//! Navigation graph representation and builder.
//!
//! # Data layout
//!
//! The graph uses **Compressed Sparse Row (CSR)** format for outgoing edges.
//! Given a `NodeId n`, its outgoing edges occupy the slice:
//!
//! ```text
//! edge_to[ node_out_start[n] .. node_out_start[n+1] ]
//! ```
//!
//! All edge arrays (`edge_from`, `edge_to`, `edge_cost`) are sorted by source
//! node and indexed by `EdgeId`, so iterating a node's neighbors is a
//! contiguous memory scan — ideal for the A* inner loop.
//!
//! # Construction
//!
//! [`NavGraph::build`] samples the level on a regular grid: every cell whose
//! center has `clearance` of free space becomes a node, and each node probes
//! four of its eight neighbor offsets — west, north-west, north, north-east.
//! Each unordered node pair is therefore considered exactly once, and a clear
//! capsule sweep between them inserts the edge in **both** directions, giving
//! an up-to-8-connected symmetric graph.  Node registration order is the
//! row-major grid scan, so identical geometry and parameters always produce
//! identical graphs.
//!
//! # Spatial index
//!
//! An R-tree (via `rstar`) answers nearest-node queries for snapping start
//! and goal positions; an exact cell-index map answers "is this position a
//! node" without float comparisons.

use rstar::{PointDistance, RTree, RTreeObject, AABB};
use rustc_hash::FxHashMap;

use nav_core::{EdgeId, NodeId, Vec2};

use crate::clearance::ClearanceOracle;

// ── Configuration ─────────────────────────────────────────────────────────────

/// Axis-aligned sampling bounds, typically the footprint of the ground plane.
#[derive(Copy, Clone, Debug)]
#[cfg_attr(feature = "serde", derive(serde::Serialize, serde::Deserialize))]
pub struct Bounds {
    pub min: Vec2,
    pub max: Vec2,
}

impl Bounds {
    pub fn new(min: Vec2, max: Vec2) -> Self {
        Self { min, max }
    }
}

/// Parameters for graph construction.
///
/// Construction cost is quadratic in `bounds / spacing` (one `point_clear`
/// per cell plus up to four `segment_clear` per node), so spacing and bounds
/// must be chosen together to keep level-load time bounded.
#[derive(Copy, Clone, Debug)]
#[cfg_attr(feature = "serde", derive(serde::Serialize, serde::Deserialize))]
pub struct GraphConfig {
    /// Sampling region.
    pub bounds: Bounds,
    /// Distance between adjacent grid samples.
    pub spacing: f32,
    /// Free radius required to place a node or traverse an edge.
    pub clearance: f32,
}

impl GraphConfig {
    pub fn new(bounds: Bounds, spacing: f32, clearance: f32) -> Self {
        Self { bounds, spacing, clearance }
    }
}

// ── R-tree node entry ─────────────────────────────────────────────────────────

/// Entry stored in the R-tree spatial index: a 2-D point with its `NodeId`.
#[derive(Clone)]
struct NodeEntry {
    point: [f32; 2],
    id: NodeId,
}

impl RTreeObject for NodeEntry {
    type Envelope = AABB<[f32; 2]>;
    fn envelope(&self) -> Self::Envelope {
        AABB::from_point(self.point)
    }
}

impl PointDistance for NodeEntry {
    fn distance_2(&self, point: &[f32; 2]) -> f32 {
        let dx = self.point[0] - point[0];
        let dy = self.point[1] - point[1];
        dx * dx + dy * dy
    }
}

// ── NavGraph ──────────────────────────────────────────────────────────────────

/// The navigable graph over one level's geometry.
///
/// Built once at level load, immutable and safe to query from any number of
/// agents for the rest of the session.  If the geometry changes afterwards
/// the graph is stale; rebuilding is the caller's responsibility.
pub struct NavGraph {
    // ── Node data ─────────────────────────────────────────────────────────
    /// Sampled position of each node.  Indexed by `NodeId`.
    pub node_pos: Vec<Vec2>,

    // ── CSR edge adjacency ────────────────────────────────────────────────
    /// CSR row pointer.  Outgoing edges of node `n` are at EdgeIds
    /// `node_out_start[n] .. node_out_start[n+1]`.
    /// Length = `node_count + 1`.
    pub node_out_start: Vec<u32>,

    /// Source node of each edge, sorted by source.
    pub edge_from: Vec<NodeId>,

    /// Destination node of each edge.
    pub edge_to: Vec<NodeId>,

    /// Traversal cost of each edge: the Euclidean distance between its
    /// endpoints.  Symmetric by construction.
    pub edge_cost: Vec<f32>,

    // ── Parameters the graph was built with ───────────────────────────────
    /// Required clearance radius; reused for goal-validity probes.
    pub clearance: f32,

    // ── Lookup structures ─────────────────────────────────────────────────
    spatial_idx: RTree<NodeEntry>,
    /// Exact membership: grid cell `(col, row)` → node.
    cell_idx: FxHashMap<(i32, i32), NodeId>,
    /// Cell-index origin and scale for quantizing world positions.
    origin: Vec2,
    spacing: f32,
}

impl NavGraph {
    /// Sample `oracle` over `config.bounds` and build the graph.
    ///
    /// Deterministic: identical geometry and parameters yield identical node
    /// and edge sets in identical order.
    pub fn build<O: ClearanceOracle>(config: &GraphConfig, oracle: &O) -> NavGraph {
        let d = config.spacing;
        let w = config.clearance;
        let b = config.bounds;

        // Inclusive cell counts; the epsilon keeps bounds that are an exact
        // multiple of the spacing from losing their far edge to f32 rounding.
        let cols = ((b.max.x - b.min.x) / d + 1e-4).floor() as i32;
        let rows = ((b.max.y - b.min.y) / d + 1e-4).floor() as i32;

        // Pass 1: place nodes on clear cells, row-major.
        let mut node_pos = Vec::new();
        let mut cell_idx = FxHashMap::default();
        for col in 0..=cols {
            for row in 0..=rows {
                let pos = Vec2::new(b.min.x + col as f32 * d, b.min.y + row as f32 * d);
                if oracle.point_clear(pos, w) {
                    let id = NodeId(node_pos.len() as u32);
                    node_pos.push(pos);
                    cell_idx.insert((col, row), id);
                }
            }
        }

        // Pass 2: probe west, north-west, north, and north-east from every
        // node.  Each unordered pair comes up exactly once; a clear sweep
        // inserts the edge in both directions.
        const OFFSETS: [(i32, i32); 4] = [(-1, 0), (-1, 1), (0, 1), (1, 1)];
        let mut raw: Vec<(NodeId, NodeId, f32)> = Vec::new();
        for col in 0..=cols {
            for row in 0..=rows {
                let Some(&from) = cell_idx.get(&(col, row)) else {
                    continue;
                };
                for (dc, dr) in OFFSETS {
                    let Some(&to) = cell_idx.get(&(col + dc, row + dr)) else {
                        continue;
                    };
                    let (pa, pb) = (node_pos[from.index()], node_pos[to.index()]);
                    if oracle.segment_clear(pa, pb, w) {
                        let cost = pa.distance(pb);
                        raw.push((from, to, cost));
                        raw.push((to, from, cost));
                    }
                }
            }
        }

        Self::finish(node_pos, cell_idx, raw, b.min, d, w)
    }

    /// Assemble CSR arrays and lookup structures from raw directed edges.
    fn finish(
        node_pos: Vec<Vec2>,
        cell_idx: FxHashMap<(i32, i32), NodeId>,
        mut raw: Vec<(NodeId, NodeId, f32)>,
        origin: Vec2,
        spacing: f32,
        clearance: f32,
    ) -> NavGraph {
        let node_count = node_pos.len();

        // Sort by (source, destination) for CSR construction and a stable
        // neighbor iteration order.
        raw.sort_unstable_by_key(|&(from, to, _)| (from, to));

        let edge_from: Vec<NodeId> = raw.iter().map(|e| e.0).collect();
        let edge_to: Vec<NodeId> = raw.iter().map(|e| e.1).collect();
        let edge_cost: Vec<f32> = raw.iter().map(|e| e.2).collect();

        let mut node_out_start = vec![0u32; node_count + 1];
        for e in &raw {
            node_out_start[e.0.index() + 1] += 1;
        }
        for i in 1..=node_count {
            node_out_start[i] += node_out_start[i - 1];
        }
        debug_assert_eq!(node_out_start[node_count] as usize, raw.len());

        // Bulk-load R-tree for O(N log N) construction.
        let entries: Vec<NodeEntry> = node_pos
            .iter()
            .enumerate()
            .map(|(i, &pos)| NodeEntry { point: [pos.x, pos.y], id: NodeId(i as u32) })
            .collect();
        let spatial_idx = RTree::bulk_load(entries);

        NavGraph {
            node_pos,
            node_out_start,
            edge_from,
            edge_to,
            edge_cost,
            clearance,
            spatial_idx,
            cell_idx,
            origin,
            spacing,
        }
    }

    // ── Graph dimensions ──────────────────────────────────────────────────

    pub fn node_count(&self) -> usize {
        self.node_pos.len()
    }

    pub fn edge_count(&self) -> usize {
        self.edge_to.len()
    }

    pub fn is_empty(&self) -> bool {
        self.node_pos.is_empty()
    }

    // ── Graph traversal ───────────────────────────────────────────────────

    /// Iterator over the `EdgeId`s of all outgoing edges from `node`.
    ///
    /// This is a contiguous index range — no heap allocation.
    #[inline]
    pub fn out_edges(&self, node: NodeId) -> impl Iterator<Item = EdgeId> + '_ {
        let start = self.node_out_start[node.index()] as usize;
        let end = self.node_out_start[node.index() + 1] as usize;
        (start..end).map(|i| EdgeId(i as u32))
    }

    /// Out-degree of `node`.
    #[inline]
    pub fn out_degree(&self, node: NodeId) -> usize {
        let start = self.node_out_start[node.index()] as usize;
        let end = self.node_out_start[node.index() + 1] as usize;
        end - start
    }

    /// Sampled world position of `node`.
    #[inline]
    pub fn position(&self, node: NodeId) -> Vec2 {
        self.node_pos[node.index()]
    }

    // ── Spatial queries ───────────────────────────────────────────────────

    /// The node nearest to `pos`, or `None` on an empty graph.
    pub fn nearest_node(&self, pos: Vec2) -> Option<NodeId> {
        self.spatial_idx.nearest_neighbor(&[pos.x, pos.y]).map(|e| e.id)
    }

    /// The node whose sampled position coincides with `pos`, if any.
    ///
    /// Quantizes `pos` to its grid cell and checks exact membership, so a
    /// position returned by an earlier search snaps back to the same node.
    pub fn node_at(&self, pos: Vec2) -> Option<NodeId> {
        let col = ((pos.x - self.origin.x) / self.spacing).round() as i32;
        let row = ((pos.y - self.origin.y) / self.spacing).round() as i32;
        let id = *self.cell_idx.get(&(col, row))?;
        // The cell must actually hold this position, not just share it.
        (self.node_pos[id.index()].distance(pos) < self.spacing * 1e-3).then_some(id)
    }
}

-- -- --

[Exercise brief]:
The reply should consist solely of the lines above from the one that has "an empty graph." through the one that has "let col = ((pos.x", reproduced exactly.

[Output]:
    /// The node nearest to `pos`, or `None` on an empty graph.
    pub fn nearest_node(&self, pos: Vec2) -> Option<NodeId> {
        self.spatial_idx.nearest_neighbor(&[pos.x, pos.y]).map(|e| e.id)
    }

    /// The node whose sampled position coincides with `pos`, if any.
    ///
    /// Quantizes `pos` to its grid cell and checks exact membership, so a
    /// position returned by an earlier search snaps back to the same node.
    pub fn node_at(&self, pos: Vec2) -> Option<NodeId> {
        let col = ((pos.x - self.origin.x) / self.spacing).round() as i32;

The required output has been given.